Directions:
Extract from the listing each line in which the word "questions" appears.

Supplied material:
================================

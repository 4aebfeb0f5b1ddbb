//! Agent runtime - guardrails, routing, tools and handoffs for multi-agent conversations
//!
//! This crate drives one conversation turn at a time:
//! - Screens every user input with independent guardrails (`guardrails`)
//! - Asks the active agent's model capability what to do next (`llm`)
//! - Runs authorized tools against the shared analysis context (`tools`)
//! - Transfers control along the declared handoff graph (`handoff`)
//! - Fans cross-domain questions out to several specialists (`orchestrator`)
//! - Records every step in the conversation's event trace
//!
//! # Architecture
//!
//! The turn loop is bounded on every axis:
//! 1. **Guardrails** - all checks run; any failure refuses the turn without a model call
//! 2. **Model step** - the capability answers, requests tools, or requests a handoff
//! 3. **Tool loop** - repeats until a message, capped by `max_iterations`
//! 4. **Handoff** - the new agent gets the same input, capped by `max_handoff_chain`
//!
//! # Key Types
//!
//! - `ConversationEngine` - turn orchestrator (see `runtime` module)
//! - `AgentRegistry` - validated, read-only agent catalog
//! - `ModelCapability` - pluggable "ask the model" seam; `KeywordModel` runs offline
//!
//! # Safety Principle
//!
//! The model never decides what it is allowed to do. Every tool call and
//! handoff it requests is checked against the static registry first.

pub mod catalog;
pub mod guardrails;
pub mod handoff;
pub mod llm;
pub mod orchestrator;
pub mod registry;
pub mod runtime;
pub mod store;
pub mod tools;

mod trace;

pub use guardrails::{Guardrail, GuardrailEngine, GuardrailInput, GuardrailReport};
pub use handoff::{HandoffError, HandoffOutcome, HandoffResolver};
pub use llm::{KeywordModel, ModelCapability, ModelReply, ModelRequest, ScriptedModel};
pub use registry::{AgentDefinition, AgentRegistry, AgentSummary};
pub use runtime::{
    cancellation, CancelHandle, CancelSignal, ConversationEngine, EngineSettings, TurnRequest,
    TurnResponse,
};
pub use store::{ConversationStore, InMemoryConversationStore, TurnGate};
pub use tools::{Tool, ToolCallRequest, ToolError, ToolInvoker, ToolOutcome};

================================

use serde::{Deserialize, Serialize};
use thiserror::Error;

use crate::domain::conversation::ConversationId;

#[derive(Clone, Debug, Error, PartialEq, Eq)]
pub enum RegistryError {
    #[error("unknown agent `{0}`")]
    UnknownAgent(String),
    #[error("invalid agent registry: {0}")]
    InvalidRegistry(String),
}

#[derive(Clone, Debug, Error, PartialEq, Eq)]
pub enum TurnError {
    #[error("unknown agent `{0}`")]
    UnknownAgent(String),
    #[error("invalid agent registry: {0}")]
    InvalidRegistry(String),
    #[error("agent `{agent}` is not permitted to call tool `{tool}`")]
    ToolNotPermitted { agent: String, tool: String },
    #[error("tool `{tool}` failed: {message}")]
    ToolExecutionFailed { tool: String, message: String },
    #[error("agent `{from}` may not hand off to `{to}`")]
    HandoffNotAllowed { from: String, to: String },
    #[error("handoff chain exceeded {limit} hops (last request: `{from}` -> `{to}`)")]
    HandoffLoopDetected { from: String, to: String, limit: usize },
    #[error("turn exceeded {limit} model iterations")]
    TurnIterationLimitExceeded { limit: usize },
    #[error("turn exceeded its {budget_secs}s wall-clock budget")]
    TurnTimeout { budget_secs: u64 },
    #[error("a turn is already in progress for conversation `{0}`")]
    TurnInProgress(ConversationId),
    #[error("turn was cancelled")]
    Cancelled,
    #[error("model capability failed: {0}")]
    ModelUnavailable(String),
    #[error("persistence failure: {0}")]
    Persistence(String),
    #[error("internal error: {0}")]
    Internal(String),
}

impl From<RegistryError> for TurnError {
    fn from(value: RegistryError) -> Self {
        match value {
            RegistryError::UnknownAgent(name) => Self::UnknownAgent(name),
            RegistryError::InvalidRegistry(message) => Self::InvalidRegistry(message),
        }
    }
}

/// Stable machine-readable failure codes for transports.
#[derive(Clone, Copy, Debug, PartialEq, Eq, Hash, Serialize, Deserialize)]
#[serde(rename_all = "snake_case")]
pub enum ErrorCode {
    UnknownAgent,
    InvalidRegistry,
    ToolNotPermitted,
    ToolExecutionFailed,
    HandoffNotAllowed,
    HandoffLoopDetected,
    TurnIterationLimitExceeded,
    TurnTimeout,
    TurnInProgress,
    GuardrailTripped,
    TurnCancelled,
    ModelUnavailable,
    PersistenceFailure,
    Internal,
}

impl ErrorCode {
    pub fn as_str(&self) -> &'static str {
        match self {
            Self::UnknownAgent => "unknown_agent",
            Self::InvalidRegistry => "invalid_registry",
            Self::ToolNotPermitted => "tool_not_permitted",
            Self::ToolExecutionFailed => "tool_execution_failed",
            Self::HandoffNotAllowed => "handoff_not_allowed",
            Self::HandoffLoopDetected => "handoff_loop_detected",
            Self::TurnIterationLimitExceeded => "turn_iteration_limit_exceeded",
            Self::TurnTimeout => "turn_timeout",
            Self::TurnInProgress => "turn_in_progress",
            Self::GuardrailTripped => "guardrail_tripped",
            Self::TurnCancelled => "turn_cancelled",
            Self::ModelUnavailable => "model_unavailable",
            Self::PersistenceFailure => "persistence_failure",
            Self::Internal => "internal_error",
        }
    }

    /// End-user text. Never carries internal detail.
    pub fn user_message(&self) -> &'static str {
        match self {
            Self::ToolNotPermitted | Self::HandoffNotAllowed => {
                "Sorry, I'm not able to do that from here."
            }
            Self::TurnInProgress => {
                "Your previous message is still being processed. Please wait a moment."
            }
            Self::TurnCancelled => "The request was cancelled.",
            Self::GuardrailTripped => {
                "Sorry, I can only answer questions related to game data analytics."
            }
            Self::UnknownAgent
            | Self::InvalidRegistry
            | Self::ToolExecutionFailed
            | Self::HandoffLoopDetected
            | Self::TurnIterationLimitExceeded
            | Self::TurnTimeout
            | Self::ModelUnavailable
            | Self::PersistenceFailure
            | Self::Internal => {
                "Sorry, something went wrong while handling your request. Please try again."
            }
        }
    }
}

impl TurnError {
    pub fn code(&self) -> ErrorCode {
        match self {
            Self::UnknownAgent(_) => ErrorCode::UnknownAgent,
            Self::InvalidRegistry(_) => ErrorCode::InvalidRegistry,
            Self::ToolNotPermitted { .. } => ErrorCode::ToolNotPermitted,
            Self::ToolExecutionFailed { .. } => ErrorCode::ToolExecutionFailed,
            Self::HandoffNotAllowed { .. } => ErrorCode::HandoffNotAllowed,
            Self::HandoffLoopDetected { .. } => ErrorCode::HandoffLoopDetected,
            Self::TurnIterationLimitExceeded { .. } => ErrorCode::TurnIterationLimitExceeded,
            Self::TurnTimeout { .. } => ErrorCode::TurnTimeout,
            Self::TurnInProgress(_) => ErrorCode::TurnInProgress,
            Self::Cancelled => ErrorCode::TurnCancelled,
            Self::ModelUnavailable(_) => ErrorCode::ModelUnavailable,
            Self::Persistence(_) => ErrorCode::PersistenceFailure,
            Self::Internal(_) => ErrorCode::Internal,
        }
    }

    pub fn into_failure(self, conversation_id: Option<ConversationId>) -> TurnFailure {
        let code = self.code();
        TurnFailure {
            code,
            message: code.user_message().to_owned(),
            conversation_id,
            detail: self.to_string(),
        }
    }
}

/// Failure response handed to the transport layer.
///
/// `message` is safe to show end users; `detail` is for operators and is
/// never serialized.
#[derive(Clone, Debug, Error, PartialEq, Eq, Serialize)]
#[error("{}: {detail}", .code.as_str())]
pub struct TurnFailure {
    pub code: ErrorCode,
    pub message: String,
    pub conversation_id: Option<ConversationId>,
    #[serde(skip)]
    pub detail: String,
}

================================

Output:
//! - Fans cross-domain questions out to several specialists (`orchestrator`)
                "Sorry, I can only answer questions related to game data analytics."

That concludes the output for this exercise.